* The problem
From the entries below, copy every line that has the word "process".

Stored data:
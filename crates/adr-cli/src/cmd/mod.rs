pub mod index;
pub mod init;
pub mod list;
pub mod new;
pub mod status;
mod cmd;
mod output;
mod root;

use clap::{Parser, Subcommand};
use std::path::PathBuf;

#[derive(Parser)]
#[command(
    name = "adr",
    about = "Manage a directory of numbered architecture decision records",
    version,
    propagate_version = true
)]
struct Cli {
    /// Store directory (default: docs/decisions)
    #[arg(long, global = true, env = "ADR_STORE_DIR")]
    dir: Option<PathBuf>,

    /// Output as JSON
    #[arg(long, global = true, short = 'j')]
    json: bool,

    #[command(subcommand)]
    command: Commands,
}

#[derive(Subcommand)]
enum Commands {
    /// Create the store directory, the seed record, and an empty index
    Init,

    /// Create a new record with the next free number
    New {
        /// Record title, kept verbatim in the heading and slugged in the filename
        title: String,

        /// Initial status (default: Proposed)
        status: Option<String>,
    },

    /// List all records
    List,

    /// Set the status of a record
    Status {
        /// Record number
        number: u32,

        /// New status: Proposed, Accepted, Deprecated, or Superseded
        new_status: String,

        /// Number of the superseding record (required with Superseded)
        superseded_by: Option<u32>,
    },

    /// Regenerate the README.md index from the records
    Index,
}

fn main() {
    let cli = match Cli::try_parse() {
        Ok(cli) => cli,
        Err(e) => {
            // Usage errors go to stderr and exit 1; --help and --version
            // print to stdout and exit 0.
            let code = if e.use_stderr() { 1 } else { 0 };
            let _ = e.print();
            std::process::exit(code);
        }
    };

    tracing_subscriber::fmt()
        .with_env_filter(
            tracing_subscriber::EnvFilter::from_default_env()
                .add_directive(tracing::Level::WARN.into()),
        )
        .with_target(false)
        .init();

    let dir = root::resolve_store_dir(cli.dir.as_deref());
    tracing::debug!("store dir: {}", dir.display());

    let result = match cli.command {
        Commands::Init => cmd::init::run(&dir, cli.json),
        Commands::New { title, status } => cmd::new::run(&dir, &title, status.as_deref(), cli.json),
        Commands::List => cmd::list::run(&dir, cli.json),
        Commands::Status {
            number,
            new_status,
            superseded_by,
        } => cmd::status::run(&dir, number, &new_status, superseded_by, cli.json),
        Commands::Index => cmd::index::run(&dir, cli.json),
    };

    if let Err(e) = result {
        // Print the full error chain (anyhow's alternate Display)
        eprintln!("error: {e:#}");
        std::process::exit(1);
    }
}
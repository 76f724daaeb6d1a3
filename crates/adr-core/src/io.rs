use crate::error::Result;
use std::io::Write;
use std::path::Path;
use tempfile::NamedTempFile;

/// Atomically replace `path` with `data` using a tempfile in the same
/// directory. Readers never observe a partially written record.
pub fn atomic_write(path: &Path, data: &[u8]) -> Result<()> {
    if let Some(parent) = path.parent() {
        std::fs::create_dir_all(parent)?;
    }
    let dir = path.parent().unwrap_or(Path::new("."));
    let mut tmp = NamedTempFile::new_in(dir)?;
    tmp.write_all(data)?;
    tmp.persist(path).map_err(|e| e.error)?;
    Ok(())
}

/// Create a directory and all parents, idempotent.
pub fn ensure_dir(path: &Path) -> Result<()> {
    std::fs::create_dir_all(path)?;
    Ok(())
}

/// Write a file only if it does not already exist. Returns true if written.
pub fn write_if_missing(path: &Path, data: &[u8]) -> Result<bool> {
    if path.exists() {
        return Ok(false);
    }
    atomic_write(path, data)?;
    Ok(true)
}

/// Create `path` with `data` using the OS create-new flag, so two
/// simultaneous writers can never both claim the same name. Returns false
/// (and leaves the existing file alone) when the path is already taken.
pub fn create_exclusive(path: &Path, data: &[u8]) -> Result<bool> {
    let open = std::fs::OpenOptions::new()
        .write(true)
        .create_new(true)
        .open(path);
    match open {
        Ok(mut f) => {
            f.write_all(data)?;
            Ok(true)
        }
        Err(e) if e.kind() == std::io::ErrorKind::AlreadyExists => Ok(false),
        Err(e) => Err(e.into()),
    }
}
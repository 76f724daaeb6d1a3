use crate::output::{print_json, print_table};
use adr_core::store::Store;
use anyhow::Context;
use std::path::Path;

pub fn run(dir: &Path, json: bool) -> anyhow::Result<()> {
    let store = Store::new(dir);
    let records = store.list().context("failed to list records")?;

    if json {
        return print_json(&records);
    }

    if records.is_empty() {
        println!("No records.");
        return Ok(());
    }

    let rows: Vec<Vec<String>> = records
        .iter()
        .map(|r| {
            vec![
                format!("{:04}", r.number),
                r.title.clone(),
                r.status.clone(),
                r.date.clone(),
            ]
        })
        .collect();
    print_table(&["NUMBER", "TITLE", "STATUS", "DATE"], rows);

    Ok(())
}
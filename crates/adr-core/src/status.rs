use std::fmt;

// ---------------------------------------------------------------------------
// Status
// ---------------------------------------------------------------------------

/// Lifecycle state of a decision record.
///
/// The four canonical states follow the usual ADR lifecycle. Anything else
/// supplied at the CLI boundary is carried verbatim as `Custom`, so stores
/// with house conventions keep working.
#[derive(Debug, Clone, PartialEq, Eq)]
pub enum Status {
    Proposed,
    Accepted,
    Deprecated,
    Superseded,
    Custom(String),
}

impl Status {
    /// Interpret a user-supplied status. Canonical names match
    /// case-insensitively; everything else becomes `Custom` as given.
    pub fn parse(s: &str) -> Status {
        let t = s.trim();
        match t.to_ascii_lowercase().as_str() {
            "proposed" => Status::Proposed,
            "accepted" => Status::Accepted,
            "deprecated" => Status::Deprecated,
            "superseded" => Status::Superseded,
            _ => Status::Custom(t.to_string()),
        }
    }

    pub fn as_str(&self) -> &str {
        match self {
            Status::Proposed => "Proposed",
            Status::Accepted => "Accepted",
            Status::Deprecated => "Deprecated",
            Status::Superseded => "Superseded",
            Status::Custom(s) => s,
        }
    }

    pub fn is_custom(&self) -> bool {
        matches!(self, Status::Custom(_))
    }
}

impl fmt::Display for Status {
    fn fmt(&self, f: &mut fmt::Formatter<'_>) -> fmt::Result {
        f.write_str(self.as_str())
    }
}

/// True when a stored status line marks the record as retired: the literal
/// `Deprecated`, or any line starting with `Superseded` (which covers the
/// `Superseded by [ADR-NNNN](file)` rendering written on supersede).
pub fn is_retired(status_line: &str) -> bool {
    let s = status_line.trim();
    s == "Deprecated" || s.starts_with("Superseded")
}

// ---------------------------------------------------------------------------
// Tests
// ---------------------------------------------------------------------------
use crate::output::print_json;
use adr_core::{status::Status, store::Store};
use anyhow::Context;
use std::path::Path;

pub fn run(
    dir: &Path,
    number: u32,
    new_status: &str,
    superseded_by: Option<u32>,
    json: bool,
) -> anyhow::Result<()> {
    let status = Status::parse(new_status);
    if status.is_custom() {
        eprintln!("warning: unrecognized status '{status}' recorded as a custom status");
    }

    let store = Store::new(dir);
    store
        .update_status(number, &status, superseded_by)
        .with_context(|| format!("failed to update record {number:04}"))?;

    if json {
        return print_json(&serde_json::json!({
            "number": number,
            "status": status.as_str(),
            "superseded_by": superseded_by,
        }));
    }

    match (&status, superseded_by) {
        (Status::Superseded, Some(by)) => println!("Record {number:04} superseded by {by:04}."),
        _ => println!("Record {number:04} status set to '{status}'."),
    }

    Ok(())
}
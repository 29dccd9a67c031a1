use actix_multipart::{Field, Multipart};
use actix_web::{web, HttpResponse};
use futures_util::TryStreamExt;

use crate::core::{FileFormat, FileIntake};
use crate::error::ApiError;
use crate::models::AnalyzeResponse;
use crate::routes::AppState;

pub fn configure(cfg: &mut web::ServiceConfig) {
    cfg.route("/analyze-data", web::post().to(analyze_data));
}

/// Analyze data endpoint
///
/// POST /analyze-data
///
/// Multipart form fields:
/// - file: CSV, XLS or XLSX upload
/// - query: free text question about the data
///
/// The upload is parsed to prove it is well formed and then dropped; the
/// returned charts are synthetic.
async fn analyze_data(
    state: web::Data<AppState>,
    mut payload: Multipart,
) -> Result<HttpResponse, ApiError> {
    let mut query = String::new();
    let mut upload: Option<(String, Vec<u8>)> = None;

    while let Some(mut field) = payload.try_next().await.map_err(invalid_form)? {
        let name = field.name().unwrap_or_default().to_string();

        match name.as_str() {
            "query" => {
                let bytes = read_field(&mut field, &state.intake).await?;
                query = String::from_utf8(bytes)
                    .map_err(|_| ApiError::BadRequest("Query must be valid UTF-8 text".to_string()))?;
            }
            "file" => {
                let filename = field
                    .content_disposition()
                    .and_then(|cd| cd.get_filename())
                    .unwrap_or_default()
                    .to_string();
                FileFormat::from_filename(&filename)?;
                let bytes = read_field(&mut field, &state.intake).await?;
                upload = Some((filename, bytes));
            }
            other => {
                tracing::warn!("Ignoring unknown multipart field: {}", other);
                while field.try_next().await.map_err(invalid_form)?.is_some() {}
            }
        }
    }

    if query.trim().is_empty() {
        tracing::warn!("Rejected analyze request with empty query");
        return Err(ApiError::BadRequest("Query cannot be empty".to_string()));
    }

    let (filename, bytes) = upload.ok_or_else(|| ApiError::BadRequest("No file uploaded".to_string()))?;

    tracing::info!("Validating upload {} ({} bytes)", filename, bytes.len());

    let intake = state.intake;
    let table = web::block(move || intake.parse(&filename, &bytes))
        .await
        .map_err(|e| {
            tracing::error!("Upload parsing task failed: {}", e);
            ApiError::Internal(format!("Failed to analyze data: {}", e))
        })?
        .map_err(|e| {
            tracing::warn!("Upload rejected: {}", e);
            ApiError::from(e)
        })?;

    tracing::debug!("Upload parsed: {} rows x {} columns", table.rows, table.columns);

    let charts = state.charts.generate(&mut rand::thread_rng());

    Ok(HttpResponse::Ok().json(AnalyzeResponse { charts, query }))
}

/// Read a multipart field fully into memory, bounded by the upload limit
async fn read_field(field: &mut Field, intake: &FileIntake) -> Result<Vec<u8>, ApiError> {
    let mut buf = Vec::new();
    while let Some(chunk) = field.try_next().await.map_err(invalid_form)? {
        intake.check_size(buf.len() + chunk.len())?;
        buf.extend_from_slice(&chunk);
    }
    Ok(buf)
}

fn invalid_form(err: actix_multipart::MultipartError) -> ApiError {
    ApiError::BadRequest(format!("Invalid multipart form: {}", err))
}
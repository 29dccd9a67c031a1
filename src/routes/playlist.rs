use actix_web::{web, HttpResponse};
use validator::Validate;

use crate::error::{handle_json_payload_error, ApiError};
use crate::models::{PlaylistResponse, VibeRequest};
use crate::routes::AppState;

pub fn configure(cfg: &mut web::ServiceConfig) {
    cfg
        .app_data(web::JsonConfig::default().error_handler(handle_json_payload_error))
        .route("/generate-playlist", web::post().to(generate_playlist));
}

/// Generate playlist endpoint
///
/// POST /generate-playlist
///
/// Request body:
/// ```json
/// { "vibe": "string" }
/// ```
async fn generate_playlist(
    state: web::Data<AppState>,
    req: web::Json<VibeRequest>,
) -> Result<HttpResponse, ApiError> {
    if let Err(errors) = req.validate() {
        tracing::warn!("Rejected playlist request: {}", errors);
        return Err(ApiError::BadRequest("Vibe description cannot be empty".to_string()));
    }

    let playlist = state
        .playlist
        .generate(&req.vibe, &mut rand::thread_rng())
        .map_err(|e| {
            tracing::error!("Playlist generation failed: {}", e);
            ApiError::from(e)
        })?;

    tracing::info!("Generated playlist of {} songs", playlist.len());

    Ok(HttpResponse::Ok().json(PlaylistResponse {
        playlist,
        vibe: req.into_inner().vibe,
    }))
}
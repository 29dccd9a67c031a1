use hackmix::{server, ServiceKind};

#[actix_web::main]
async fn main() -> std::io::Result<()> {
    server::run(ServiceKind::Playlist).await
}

---

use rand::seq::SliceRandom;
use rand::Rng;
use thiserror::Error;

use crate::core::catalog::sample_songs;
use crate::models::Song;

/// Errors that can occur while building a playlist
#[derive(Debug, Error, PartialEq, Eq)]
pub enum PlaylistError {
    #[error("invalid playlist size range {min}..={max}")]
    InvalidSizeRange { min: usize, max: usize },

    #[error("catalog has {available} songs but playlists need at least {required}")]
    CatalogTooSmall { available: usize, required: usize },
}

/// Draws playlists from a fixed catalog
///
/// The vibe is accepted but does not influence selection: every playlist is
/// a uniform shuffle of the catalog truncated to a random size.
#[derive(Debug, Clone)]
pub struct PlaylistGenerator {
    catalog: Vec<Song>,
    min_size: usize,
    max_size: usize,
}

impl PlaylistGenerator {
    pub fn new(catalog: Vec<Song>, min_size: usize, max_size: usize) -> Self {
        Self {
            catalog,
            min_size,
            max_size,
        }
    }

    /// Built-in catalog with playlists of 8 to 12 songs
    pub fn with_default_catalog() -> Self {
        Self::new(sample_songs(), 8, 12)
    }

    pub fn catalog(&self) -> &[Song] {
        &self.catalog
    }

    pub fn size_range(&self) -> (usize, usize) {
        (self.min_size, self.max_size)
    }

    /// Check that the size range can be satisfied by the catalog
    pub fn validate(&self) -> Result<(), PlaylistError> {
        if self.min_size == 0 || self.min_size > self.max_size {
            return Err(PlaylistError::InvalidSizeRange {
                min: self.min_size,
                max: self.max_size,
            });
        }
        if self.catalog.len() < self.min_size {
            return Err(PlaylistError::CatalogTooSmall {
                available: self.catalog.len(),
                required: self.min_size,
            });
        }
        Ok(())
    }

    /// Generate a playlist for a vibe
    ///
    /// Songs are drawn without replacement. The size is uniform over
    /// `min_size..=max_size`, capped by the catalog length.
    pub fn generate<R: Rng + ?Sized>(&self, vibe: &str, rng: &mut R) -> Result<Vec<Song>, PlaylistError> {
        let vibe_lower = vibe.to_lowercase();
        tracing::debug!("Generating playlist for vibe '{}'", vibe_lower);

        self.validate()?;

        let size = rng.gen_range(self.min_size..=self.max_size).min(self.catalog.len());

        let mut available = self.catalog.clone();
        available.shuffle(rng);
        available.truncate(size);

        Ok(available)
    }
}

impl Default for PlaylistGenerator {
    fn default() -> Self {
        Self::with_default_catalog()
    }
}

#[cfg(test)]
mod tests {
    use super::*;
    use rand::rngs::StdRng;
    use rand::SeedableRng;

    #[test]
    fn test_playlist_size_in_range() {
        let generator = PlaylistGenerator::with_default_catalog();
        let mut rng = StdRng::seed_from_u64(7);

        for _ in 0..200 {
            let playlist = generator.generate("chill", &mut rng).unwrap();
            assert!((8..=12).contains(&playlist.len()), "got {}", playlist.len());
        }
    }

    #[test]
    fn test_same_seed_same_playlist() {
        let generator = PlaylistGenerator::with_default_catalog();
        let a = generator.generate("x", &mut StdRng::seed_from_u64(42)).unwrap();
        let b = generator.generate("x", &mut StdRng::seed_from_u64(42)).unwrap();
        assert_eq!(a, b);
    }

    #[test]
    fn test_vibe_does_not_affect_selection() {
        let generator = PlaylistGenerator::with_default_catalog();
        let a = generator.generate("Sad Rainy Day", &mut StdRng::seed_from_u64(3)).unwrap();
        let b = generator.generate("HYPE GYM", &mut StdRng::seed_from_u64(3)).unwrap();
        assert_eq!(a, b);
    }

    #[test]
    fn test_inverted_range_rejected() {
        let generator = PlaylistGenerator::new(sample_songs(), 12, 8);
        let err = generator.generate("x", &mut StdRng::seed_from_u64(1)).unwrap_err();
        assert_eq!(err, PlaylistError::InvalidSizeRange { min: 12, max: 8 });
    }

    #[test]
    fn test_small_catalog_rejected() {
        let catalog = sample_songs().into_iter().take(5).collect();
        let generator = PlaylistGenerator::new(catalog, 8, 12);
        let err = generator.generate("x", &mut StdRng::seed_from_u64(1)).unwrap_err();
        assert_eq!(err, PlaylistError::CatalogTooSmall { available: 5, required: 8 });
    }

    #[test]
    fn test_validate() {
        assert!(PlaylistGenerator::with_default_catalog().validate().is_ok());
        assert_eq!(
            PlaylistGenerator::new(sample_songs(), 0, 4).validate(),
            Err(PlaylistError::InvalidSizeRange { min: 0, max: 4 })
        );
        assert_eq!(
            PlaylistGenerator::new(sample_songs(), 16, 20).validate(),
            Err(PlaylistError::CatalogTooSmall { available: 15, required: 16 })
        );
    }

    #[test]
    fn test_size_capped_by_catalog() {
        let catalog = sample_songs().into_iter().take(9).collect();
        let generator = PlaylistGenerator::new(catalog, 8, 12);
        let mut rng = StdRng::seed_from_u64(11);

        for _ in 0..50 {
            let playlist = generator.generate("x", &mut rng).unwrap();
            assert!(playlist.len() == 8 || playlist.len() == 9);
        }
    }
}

* Task result
            std::process::exit(code);
        std::process::exit(1);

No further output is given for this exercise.